### WHAT TO WORK ON:
Find the string "message" in the material. Copy every line that has it.

### DATA FOR ANALYSIS:
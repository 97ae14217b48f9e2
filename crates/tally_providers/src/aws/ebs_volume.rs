//! EBS volumes, standalone (`aws_ebs_volume`) or attached as instance block devices.

use rust_decimal::Decimal;
use tally_schema::{CatalogFilter, CostComponent, Quantity, Resource, ResourceData, UsageData, Value};

use crate::config::EstimateConfig;
use crate::error::Skip;
use crate::handler::CostHandler;

use super::VENDOR;

const SERVICE: &str = "AmazonEC2";

/// gp3 volumes include this much throughput (MBps) and IOPS at no charge.
const GP3_FREE_THROUGHPUT: u64 = 125;
const GP3_FREE_IOPS: u64 = 3000;

/// I/O requests on magnetic volumes are billed per million.
const IO_REQUEST_BLOCK: u64 = 1_000_000;

/// Fallbacks for volumes that omit their type or size.
#[derive(Debug, Clone, PartialEq)]
pub(crate) struct VolumeDefaults {
    pub volume_type: String,
    pub size_gb: Decimal,
}

impl VolumeDefaults {
    pub(crate) fn from_config(config: &EstimateConfig) -> Self {
        Self {
            volume_type: config.default_volume_type.clone(),
            size_gb: Decimal::from(config.default_volume_size_gb),
        }
    }
}

/// The priced attributes of one volume.
#[derive(Debug, Clone, PartialEq)]
pub(crate) struct VolumeSpec {
    pub volume_type: String,
    pub size_gb: Decimal,
    pub iops: Option<Decimal>,
    pub throughput: Option<Decimal>,
}

impl VolumeSpec {
    /// Read a volume from a block such as `root_block_device.0`.
    /// The type attribute is `volume_type` on block devices and `type` on `aws_ebs_volume`.
    pub(crate) fn from_block(block: &Value, type_key: &str, size_key: &str, defaults: &VolumeDefaults) -> Self {
        let volume_type = block
            .get(type_key)
            .as_str()
            .filter(|t| !t.is_empty())
            .map(str::to_string)
            .unwrap_or_else(|| defaults.volume_type.clone());

        Self {
            volume_type,
            size_gb: block.get(size_key).as_decimal().unwrap_or(defaults.size_gb),
            iops: block.get("iops").as_decimal(),
            throughput: block.get("throughput").as_decimal(),
        }
    }
}

fn storage_label(volume_type: &str) -> String {
    match volume_type {
        "gp2" => "General Purpose SSD storage (gp2)".to_string(),
        "gp3" => "General Purpose SSD storage (gp3)".to_string(),
        "io1" => "Provisioned IOPS SSD storage (io1)".to_string(),
        "io2" => "Provisioned IOPS SSD storage (io2)".to_string(),
        "st1" => "Throughput Optimized HDD storage (st1)".to_string(),
        "sc1" => "Cold HDD storage (sc1)".to_string(),
        "standard" => "Magnetic storage".to_string(),
        other => format!("Storage ({})", other),
    }
}

fn ec2_filter(region: &str, product_family: &str) -> CatalogFilter {
    CatalogFilter::new()
        .vendor(VENDOR)
        .region(region)
        .service(SERVICE)
        .product_family(product_family)
}

/// Cost components of one volume. `io_requests` is the monthly request count
/// for magnetic volumes; `None` leaves that component's quantity unknown.
pub(crate) fn ebs_volume_cost_components(region: &str, volume: &VolumeSpec, io_requests: Option<Decimal>) -> Vec<CostComponent> {
    let volume_type = volume.volume_type.as_str();

    let mut components = vec![CostComponent::new(
        storage_label(volume_type),
        "GB",
        Quantity::monthly(volume.size_gb),
        ec2_filter(region, "Storage").attribute("volumeApiName", volume_type),
    )];

    match volume_type {
        "io1" | "io2" => {
            let usage_type = if volume_type == "io1" {
                "/EBS:VolumeP-IOPS.piops/"
            } else {
                "/EBS:VolumeP-IOPS.io2/"
            };
            components.push(CostComponent::new(
                "Provisioned IOPS",
                "IOPS",
                Quantity::monthly(volume.iops.unwrap_or(Decimal::ZERO)),
                ec2_filter(region, "System Operation")
                    .attribute("volumeApiName", volume_type)
                    .attribute_regex("usagetype", usage_type),
            ));
        }
        "gp3" => {
            let extra_throughput = volume
                .throughput
                .map(|t| t - Decimal::from(GP3_FREE_THROUGHPUT))
                .filter(|t| *t > Decimal::ZERO);
            if let Some(throughput) = extra_throughput {
                components.push(CostComponent::new(
                    "Provisioned throughput",
                    "Mbps",
                    Quantity::monthly(throughput),
                    ec2_filter(region, "Provisioned Throughput")
                        .attribute("volumeApiName", volume_type)
                        .attribute_regex("usagetype", "/EBS:VolumeP-Throughput.gp3/"),
                ));
            }

            let extra_iops = volume
                .iops
                .map(|i| i - Decimal::from(GP3_FREE_IOPS))
                .filter(|i| *i > Decimal::ZERO);
            if let Some(iops) = extra_iops {
                components.push(CostComponent::new(
                    "Provisioned IOPS",
                    "IOPS",
                    Quantity::monthly(iops),
                    ec2_filter(region, "System Operation")
                        .attribute("volumeApiName", volume_type)
                        .attribute_regex("usagetype", "/EBS:VolumeP-IOPS.gp3/"),
                ));
            }
        }
        "standard" => {
            components.push(CostComponent::new(
                "I/O requests",
                "1M request",
                Quantity::Monthly(io_requests.map(|r| r / Decimal::from(IO_REQUEST_BLOCK))),
                ec2_filter(region, "System Operation")
                    .attribute("volumeApiName", volume_type)
                    .attribute_regex("usagetype", "/EBS:VolumeIOUsage/"),
            ));
        }
        _ => {}
    }

    components
}

/// Handler for `aws_ebs_volume`.
#[derive(Debug, Clone)]
pub struct EbsVolume {
    defaults: VolumeDefaults,
}

impl EbsVolume {
    pub fn new(config: &EstimateConfig) -> Self {
        Self {
            defaults: VolumeDefaults::from_config(config),
        }
    }
}

impl CostHandler for EbsVolume {
    fn resource_type(&self) -> &str {
        "aws_ebs_volume"
    }

    fn notes(&self) -> &[&'static str] {
        &["Volumes created from snapshots without an explicit size use the configured default size."]
    }

    fn build(&self, data: &ResourceData, usage: Option<&UsageData>) -> Result<Resource, Skip> {
        let region = data.get("region").string();
        let volume = VolumeSpec::from_block(data.values(), "type", "size", &self.defaults);

        let io_requests = usage
            .filter(|u| u.exists("monthly_standard_io_requests"))
            .and_then(|u| u.get("monthly_standard_io_requests").as_decimal());

        Ok(Resource::new(data.address.clone())
            .with_cost_components(ebs_volume_cost_components(&region, &volume, io_requests)))
    }
}
//! Error types for the schema module.

use std::path::PathBuf;
use thiserror::Error;

/// Result type alias for schema operations.
pub type SchemaResult<T> = Result<T, SchemaError>;

/// Errors that can occur while loading plans and usage files or checking cost components.
#[derive(Error, Debug)]
pub enum SchemaError {
    #[error("Invalid plan in {path}: {message}")]
    InvalidPlan { path: PathBuf, message: String },

    #[error("Unsupported usage file version: {0}")]
    UnsupportedUsageVersion(String),

    #[error("Invalid cost component {component}: {message}")]
    InvalidComponent { component: String, message: String },

    #[error("Invalid attribute filter regex {pattern}: {source}")]
    InvalidRegex {
        pattern: String,
        #[source]
        source: regex::Error,
    },

    #[error("IO error: {0}")]
    Io(#[from] std::io::Error),

    #[error("YAML parsing error: {0}")]
    Yaml(#[from] serde_yaml::Error),

    #[error("JSON parsing error: {0}")]
    Json(#[from] serde_json::Error),
}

### ANSWER SECTION:
    #[error("Invalid plan in {path}: {message}")]
    InvalidPlan { path: PathBuf, message: String },
    #[error("Invalid cost component {component}: {message}")]
    InvalidComponent { component: String, message: String },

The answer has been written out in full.